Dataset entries
((

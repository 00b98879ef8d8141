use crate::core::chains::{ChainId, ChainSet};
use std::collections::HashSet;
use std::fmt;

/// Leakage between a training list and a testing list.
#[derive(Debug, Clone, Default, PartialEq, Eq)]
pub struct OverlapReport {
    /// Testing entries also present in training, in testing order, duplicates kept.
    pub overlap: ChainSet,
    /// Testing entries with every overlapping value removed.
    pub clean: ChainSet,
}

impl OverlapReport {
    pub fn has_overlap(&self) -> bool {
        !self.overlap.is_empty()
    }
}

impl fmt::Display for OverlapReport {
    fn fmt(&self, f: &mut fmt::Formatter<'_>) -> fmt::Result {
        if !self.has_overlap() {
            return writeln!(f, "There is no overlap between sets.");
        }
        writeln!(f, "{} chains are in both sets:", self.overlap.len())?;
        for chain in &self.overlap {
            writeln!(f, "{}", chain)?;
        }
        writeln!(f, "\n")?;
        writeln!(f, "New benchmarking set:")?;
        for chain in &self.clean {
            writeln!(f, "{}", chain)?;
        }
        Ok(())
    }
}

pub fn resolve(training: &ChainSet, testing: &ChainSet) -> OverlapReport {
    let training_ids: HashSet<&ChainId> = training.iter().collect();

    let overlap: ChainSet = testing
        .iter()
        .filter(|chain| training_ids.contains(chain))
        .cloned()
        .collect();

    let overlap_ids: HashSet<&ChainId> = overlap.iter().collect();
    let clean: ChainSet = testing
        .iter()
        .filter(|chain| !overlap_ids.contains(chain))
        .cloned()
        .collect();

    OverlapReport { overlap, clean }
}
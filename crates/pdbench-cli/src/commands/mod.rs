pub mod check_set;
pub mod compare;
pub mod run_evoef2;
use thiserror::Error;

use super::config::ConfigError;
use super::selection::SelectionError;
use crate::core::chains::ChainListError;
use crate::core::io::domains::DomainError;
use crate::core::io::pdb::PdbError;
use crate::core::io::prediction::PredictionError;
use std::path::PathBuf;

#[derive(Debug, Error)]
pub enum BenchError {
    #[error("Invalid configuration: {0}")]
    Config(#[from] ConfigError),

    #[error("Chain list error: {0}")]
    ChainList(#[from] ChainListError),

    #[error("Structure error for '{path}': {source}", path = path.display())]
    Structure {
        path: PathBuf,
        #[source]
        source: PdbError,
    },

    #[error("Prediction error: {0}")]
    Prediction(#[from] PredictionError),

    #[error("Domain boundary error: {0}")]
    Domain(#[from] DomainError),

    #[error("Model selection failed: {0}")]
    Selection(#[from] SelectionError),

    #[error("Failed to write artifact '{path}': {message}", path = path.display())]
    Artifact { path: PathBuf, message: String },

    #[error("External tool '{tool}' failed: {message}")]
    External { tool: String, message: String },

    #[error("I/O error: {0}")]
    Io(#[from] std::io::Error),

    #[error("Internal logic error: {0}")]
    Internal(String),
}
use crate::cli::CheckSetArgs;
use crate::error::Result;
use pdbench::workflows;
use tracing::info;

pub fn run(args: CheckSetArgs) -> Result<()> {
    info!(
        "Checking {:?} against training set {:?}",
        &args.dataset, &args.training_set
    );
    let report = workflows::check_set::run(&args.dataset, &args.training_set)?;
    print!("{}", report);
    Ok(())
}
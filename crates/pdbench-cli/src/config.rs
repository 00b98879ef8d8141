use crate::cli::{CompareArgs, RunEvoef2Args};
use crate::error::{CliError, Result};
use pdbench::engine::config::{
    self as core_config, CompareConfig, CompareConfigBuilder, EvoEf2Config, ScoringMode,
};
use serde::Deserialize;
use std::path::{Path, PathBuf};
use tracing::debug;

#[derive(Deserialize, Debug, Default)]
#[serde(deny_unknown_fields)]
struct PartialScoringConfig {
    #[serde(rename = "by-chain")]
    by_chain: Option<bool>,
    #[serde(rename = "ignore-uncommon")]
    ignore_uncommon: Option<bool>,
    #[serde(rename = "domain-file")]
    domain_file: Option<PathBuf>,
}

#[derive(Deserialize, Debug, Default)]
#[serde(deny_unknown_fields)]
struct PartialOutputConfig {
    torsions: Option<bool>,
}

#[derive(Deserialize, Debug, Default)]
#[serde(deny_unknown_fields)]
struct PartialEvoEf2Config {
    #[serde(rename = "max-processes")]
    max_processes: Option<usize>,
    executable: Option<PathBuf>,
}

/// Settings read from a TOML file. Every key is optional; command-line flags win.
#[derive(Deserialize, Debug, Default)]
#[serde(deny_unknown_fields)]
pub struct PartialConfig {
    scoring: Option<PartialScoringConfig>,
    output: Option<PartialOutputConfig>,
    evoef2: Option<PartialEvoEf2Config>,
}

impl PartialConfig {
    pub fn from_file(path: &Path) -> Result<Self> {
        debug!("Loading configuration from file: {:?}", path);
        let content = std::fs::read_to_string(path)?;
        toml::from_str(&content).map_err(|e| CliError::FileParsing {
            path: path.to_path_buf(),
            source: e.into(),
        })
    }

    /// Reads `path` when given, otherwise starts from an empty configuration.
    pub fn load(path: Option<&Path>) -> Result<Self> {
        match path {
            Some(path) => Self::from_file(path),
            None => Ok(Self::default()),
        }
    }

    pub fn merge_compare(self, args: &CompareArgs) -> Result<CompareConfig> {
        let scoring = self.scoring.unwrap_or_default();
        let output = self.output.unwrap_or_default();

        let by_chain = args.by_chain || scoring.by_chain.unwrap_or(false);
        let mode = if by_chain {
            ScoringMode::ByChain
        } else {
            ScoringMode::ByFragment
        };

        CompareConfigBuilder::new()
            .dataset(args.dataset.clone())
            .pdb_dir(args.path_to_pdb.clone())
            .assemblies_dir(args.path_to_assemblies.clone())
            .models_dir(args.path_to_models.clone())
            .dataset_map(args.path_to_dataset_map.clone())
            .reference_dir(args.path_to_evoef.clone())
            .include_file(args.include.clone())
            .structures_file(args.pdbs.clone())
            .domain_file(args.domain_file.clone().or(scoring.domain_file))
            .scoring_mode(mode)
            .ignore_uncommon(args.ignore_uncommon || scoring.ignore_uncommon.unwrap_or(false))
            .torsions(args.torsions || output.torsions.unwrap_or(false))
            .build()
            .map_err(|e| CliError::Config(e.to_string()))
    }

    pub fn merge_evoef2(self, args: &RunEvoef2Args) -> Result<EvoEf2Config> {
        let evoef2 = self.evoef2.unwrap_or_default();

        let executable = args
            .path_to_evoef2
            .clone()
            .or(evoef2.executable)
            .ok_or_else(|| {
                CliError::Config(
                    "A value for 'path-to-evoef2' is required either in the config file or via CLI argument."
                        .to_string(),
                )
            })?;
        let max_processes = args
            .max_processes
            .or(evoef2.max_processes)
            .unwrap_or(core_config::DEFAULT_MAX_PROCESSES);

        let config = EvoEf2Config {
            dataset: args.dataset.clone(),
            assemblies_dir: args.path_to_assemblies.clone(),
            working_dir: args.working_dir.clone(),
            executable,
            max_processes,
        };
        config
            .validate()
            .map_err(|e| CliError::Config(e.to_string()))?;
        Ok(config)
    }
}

))

* **Problem**
Could you find each line in the entries that contains the string "writeln" and copy it?

* **Solution**
            return writeln!(f, "There is no overlap between sets.");
        writeln!(f, "{} chains are in both sets:", self.overlap.len())?;
            writeln!(f, "{}", chain)?;
        writeln!(f, "\n")?;
        writeln!(f, "New benchmarking set:")?;
            writeln!(f, "{}", chain)?;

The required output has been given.